Created and manipulated with deft precision by Matthew Acheson, whose large bare feet move with great delicacy, Tony is, in many ways, the living soul of the dance. With a light, sure touch, Ms. Yamamoto explores dualities between the puppet, a vessel of sorts, and her dancers by contrasting ideas of detachment and raw emotional connection.
Excluding the horizontal strips of colorful lighting by Jason Boyd that illuminate the back of the space, the stage is naked. In half-shadows, revealing Ms. Yamamoto’s penchant for hidden angles, dancers perform episodic scenes that erupt and retreat.
In one bewitching duet Ryutaro Mishima stretches on his back as Tony crawls, knees first, onto his chest. Later, when Mr. Mishima jumps on Mr. Acheson’s shoulders, it is Tony’s steps that become labored. In another scene the puppet, all alone, raises his arms into the air with longing as Beethoven plays faintly as if through an open window on a summer night.
Other music, from Thurston Moore to Yura Yura Teikoku, is skillfully knitted into the largely silent production, but in the final moments of this atmospheric dance, the rock band Malkuth performs live in the wings. As the phantom shapes of the musicians and their instruments flicker onto the back wall of the stage, now awash in red, Ms. Yamamoto stands under a spotlight with her arms raised: a howling flower in the flesh.



Christopher Pelham (June 4th, 2008 at 12:32 pm)

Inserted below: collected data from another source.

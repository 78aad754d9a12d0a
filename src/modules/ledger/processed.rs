use anyhow::{Result, Context};
use std::collections::BTreeSet;
use std::fs;
use std::io::ErrorKind;
use std::path::PathBuf;
use tracing::error;

/// 已发布新闻的 URL 列表 (processed_news.json)
pub struct ProcessedLedger {
    path: PathBuf,
}

impl ProcessedLedger {
    pub fn new(path: impl Into<PathBuf>) -> Self {
        Self { path: path.into() }
    }

    /// 文件不存在或损坏都返回空集合，损坏时记录错误
    pub fn load(&self) -> BTreeSet<String> {
        let raw = match fs::read_to_string(&self.path) {
            Ok(raw) => raw,
            Err(e) if e.kind() == ErrorKind::NotFound => return BTreeSet::new(),
            Err(e) => {
                error!("❌ Cannot read {}: {}. Starting with an empty ledger.", self.path.display(), e);
                return BTreeSet::new();
            }
        };

        match serde_json::from_str::<Vec<String>>(&raw) {
            Ok(urls) => urls.into_iter().collect(),
            Err(e) => {
                error!("❌ Malformed {}: {}. Starting with an empty ledger.", self.path.display(), e);
                BTreeSet::new()
            }
        }
    }

    /// 整个文件覆盖写入；失败只记日志，本轮继续使用内存中的集合
    pub fn save(&self, processed: &BTreeSet<String>) {
        if let Err(e) = self.write(processed) {
            error!("❌ {:#}", e);
        }
    }

    fn write(&self, processed: &BTreeSet<String>) -> Result<()> {
        let urls: Vec<&String> = processed.iter().collect();
        let body = serde_json::to_string_pretty(&urls)?;
        fs::write(&self.path, body)
            .with_context(|| format!("Failed to write {}", self.path.display()))?;
        Ok(())
    }
}

#[cfg(test)]
mod tests {
    use super::*;

    #[test]
    fn save_then_load_round_trips() {
        let dir = tempfile::tempdir().unwrap();
        let ledger = ProcessedLedger::new(dir.path().join("processed_news.json"));

        let set: BTreeSet<String> = [
            "https://example.com/a",
            "https://example.com/b?x=1&y=\"2\"",
            "https://пример.рф/новость",
        ]
        .iter()
        .map(|s| s.to_string())
        .collect();

        ledger.save(&set);
        assert_eq!(ledger.load(), set);

        // 再存一次结果不变
        ledger.save(&ledger.load());
        assert_eq!(ledger.load(), set);
    }

    #[test]
    fn absent_file_is_empty() {
        let dir = tempfile::tempdir().unwrap();
        let ledger = ProcessedLedger::new(dir.path().join("missing.json"));
        assert!(ledger.load().is_empty());
    }

    #[test]
    fn corrupt_file_is_empty() {
        let dir = tempfile::tempdir().unwrap();
        let path = dir.path().join("processed_news.json");
        fs::write(&path, "{ not json").unwrap();
        assert!(ProcessedLedger::new(&path).load().is_empty());
    }

    #[test]
    fn unwritable_path_is_not_fatal() {
        let dir = tempfile::tempdir().unwrap();
        let ledger = ProcessedLedger::new(dir.path().join("no-such-dir").join("p.json"));
        let set: BTreeSet<String> = ["u".to_string()].into_iter().collect();
        ledger.save(&set);
        assert!(ledger.load().is_empty());
    }
}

OK, Gia, for the sake of starting some dialog here, I will say that I thought the piece was still in the first stages of development and was uncompelling. I thought that what Matt did, he could do in his sleep. Moving a marionette around stage does not automatically make things interesting. There was not a single moment or image that inspired me nor did I think the moments, taken collectively, added up to anything. Howling? Barely. Flower? Wallflower maybe?
Just what was bewitching about that duet for you? I would say on the contrary that the moments were so stripped down and muted as to be nothing more than weakly telegraphed charades. The piece does not create a world or a context to embue any of these moments with specificity or meaning. How can you possibly find it interesting, moving or original to see Nami raise her arms to the rock music at the end? I think that, in order for this piece to work, it needs a lot more detail, more specificity. Since there is no narrative arc, it must derive its power from the lyricism of the individual moments, and those moments for me were simply not riveting.

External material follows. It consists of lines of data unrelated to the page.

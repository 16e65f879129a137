//! Integration tests exercising the repository through its public API.

use std::collections::BTreeSet;

use ramify_core::{
    ExportedRepository, Message, MessageRepository, MessageStatus, Replacement, RepositoryConfig,
    RepositoryError, is_optimistic_id, message,
};

/// A chat turn, as an embedding application might model it.
#[message]
struct Turn {
    id: String,
    text: String,
    status: MessageStatus,
}

fn turn(id: &str) -> Turn {
    Turn {
        id: id.to_string(),
        text: format!("text of {id}"),
        status: MessageStatus::Complete,
    }
}

fn ids(messages: &[Turn]) -> Vec<&str> {
    messages.iter().map(|m| m.id.as_str()).collect()
}

fn chain(ids: &[&str]) -> MessageRepository<Turn> {
    let mut repo = MessageRepository::new();
    let mut parent: Option<&str> = None;
    for id in ids {
        repo.add_or_update_message(parent, turn(id)).unwrap();
        parent = Some(id);
    }
    repo
}

#[test]
fn linear_chain() {
    let repo = chain(&["A", "B", "C"]);

    assert_eq!(ids(repo.get_messages()), vec!["A", "B", "C"]);
    assert_eq!(repo.head_id(), Some("C"));
    assert_eq!(repo.get_message("C").unwrap().depth, 2);
    assert_eq!(repo.get_message("C").unwrap().parent_id, Some("B"));
}

#[test]
fn branching_keeps_creation_order() {
    let mut repo = chain(&["A", "B", "C"]);
    repo.add_or_update_message(Some("A"), turn("D")).unwrap();

    assert_eq!(repo.get_branches("B").unwrap(), ["B", "D"]);
    assert_eq!(repo.get_branches("D").unwrap(), ["B", "D"]);
    // D's parent was not the head, so the visible conversation is unchanged
    assert_eq!(repo.head_id(), Some("C"));

    repo.switch_to_branch("D").unwrap();
    assert_eq!(repo.head_id(), Some("D"));
    assert_eq!(ids(repo.get_messages()), vec!["A", "D"]);
}

#[test]
fn switch_back_restores_previous_leaf() {
    let mut repo = chain(&["A", "B", "C"]);
    repo.add_or_update_message(Some("A"), turn("D")).unwrap();
    repo.switch_to_branch("D").unwrap();
    repo.add_or_update_message(Some("D"), turn("E")).unwrap();
    assert_eq!(ids(repo.get_messages()), vec!["A", "D", "E"]);

    repo.switch_to_branch("B").unwrap();
    assert_eq!(repo.head_id(), Some("C"));
    assert_eq!(ids(repo.get_messages()), vec!["A", "B", "C"]);
    assert_eq!(repo.get_branches("B").unwrap(), ["B", "D"]);

    // D's own selection survived the round trip
    repo.switch_to_branch("D").unwrap();
    assert_eq!(repo.head_id(), Some("E"));
}

#[test]
fn switch_never_changes_branch_lists() {
    let mut repo = chain(&["A", "B", "C"]);
    repo.add_or_update_message(Some("A"), turn("D")).unwrap();
    repo.add_or_update_message(Some("B"), turn("C2")).unwrap();
    repo.add_or_update_message(None, turn("R")).unwrap();

    let every_id: Vec<String> = repo.export().messages.iter().map(|e| e.message.id.clone()).collect();
    let snapshot = |repo: &MessageRepository<Turn>| {
        every_id
            .iter()
            .map(|id| repo.get_branches(id).unwrap().to_vec())
            .collect::<Vec<_>>()
    };

    let before = snapshot(&repo);
    for id in ["D", "C2", "R", "B", "A", "C"] {
        repo.switch_to_branch(id).unwrap();
        assert_eq!(snapshot(&repo), before);
    }
    assert_eq!(repo.len(), 6);
}

#[test]
fn switch_selects_only_one_level() {
    let mut repo = chain(&["A", "B", "C"]);
    repo.add_or_update_message(Some("B"), turn("C2")).unwrap();
    repo.add_or_update_message(Some("A"), turn("D")).unwrap();

    repo.switch_to_branch("C2").unwrap();
    repo.switch_to_branch("D").unwrap();
    assert_eq!(ids(repo.get_messages()), vec!["A", "D"]);

    // B kept C2 selected while D was shown
    repo.switch_to_branch("B").unwrap();
    assert_eq!(ids(repo.get_messages()), vec!["A", "B", "C2"]);
}

#[test]
fn optimistic_ids_never_collide() {
    // An adversarial generator that keeps repeating itself.
    let script = ["same", "same", "same", "other", "same", "other", "third"];
    let mut calls = 0usize;
    let generator = move |_len: usize| {
        let suffix = script[calls.min(script.len() - 1)];
        calls += 1;
        suffix.to_string()
    };

    let mut repo = chain(&["A"]).with_id_generator(generator);
    let build = |id: String, status: MessageStatus| Turn {
        id,
        text: String::new(),
        status,
    };

    let first = repo.append_optimistic_message(Some("A"), build).unwrap();
    let second = repo.append_optimistic_message(Some(&first), build).unwrap();
    let third = repo.append_optimistic_message(Some(&second), build).unwrap();

    assert_ne!(first, second);
    assert_ne!(second, third);
    assert_ne!(first, third);
    for id in [&first, &second, &third] {
        assert!(is_optimistic_id(id));
        assert_eq!(repo.get_message(id).unwrap().message.status, MessageStatus::Running);
    }
    assert_eq!(repo.head_id(), Some(third.as_str()));
}

#[test]
fn optimistic_allocation_gives_up() {
    let config = RepositoryConfig {
        max_optimistic_attempts: 4,
        ..RepositoryConfig::default()
    };
    let mut repo: MessageRepository<Turn> = MessageRepository::with_config(config)
        .unwrap()
        .with_id_generator(|_: usize| "fixed".to_string());
    let build = |id: String, status: MessageStatus| Turn {
        id,
        text: String::new(),
        status,
    };

    repo.append_optimistic_message(None, build).unwrap();
    let err = repo.append_optimistic_message(None, build).unwrap_err();
    assert_eq!(err, RepositoryError::OptimisticIdExhausted(4));
    assert_eq!(repo.len(), 1);
}

#[test]
fn confirming_an_optimistic_message() {
    let mut repo = chain(&["A"]);
    let pending = repo
        .append_optimistic_message(Some("A"), |id, status| Turn {
            id,
            text: "thinking".to_string(),
            status,
        })
        .unwrap();

    // the server answers with a real id: replace the placeholder
    repo.add_or_update_message(Some("A"), turn("B")).unwrap();
    repo.delete_message(&pending, Replacement::Parent).unwrap();

    assert_eq!(repo.get_branches("B").unwrap(), ["B"]);
    assert!(!repo.contains(&pending));
    assert_eq!(ids(repo.get_messages()), vec!["A", "B"]);
}

#[test]
fn reset_head_prunes_descendants() {
    let mut repo = chain(&["A", "B", "C", "D"]);
    repo.reset_head(Some("B")).unwrap();

    assert_eq!(ids(repo.get_messages()), vec!["A", "B"]);
    assert_eq!(repo.head_id(), Some("B"));
    assert!(matches!(
        repo.get_message("C"),
        Err(RepositoryError::MessageNotFound(_))
    ));
    assert!(matches!(
        repo.get_message("D"),
        Err(RepositoryError::MessageNotFound(_))
    ));
    assert_eq!(repo.len(), 2);
}

#[test]
fn reset_head_keeps_sibling_branches() {
    let mut repo = chain(&["A", "B", "C"]);
    repo.add_or_update_message(Some("A"), turn("D")).unwrap();
    repo.add_or_update_message(Some("D"), turn("E")).unwrap();

    repo.reset_head(Some("D")).unwrap();
    assert_eq!(ids(repo.get_messages()), vec!["A", "D"]);
    assert!(!repo.contains("E"));
    assert!(repo.contains("C"));
    assert_eq!(repo.get_branches("D").unwrap(), ["B", "D"]);
}

#[test]
fn delete_reparents_children() {
    let mut repo = chain(&["A", "B", "C"]);
    repo.delete_message("B", Replacement::default()).unwrap();

    let c = repo.get_message("C").unwrap();
    assert_eq!(c.parent_id, Some("A"));
    assert_eq!(c.depth, 1);
    assert_eq!(ids(repo.get_messages()), vec!["A", "C"]);
    assert!(!repo.contains("B"));
}

#[test]
fn delete_moves_whole_subtree_depths() {
    let mut repo = chain(&["A", "B", "C", "D", "E"]);
    repo.delete_message("B", Replacement::Root).unwrap();

    assert_eq!(repo.get_message("C").unwrap().depth, 0);
    assert_eq!(repo.get_message("D").unwrap().depth, 1);
    assert_eq!(repo.get_message("E").unwrap().depth, 2);
    assert_eq!(ids(repo.get_messages()), vec!["C", "D", "E"]);
}

#[test]
fn export_import_round_trip() {
    let mut repo = chain(&["A", "B", "C"]);
    repo.add_or_update_message(Some("A"), turn("D")).unwrap();
    repo.add_or_update_message(Some("B"), turn("C2")).unwrap();
    repo.switch_to_branch("C2").unwrap();

    let snapshot = repo.export();
    assert_eq!(snapshot.head_id.as_deref(), Some("C2"));

    let mut restored = MessageRepository::new();
    restored.import(snapshot.clone()).unwrap();

    assert_eq!(restored.get_messages(), repo.get_messages());
    for entry in &snapshot.messages {
        let id = entry.message.id();
        let expected: BTreeSet<_> = repo.get_branches(id).unwrap().iter().collect();
        let actual: BTreeSet<_> = restored.get_branches(id).unwrap().iter().collect();
        assert_eq!(actual, expected, "branches of {id}");
    }
}

#[test]
fn import_with_earlier_head_drops_later_messages() {
    let mut snapshot = ExportedRepository::from_linear(["A", "B", "C", "D"].map(turn));
    snapshot.head_id = Some("B".to_string());

    let mut repo = MessageRepository::new();
    repo.import(snapshot).unwrap();

    assert_eq!(ids(repo.get_messages()), vec!["A", "B"]);
    assert!(!repo.contains("C"));
    assert!(!repo.contains("D"));
}

#[test]
fn import_out_of_order_fails() {
    let mut snapshot = ExportedRepository::from_linear(["A", "B"].map(turn));
    snapshot.messages.reverse();

    let mut repo = MessageRepository::new();
    let err = repo.import(snapshot).unwrap_err();
    assert_eq!(err, RepositoryError::ParentNotFound("A".to_string()));
    assert!(repo.is_empty());
}

#[test]
fn import_empty_snapshot_clears() {
    let mut repo = chain(&["A", "B"]);
    repo.import(ExportedRepository::default()).unwrap();
    assert!(repo.is_empty());
    assert_eq!(repo.head_id(), None);
}

#[test]
fn export_orders_parents_first_after_moves() {
    let mut repo = chain(&["A"]);
    repo.add_or_update_message(None, turn("B")).unwrap();
    // A was inserted before B but now lives below it
    repo.add_or_update_message(Some("B"), turn("A")).unwrap();

    let snapshot = repo.export();
    let order: Vec<_> = snapshot.messages.iter().map(|e| e.message.id()).collect();
    assert_eq!(order, vec!["B", "A"]);

    let mut restored = MessageRepository::new();
    restored.import(snapshot).unwrap();
    assert_eq!(restored.get_message("A").unwrap().parent_id, Some("B"));
}

#[test]
fn snapshot_survives_cbor() {
    let mut repo = chain(&["A", "B"]);
    repo.add_or_update_message(Some("A"), turn("C")).unwrap();

    let bytes = repo.export().to_bytes().unwrap();
    let decoded: ExportedRepository<Turn> = ExportedRepository::from_bytes(&bytes).unwrap();
    assert_eq!(decoded, repo.export());
}

/// Ids may live in any field, and enums may carry one per variant.
mod derive {
    use ramify_core::Message;

    #[derive(Message)]
    struct Renamed {
        #[message(id)]
        key: String,
        #[allow(dead_code)]
        body: String,
    }

    #[derive(Message)]
    struct Wrapped(#[allow(dead_code)] u32, #[message(id)] &'static str);

    #[derive(Message)]
    enum Entry {
        User {
            id: String,
        },
        Tool(#[message(id)] String, #[allow(dead_code)] Vec<u8>),
    }

    #[derive(Message)]
    struct Generic<T> {
        id: String,
        #[allow(dead_code)]
        payload: T,
    }

    #[test]
    fn marked_field() {
        let value = Renamed {
            key: "k1".to_string(),
            body: String::new(),
        };
        assert_eq!(value.id(), "k1");
    }

    #[test]
    fn tuple_field() {
        assert_eq!(Wrapped(7, "w1").id(), "w1");
    }

    #[test]
    fn enum_variants() {
        assert_eq!(Entry::User { id: "u1".to_string() }.id(), "u1");
        assert_eq!(Entry::Tool("t1".to_string(), vec![]).id(), "t1");
    }

    #[test]
    fn generic_struct() {
        let value = Generic {
            id: "g1".to_string(),
            payload: 3u8,
        };
        assert_eq!(value.id(), "g1");
    }
}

I am friends with half the people in the piece so I would love to be able to find more in it to savor. But as of now the best I can do is to respond honestly, and say please help me to open my eyes if I am just not seeing it.
Christopher Pelham (June 4th, 2008 at 8:27 pm)
Talking about it with another friend who also saw it opening night, I found I can say that I did enjoy the dancers’ quality of movement. The whole ensemble moves very well. I like them. I really wanted to enjoy the piece…
Christopher Pelham (June 5th, 2008 at 12:24 am)
One last comment, my friend enjoyed the show and pointed out that it was of course meant to be subtle and that maybe that approach rather than being ineffective in this case is just not my cup of tea. maybe so. one of the fun things about art is you can see something with your friends and have completely different reactions and then spend days talking about it. so, Nami, you have kept me thinking about this show all week so it must be having more effect on me than I initially thought. art can work in mysterious ways.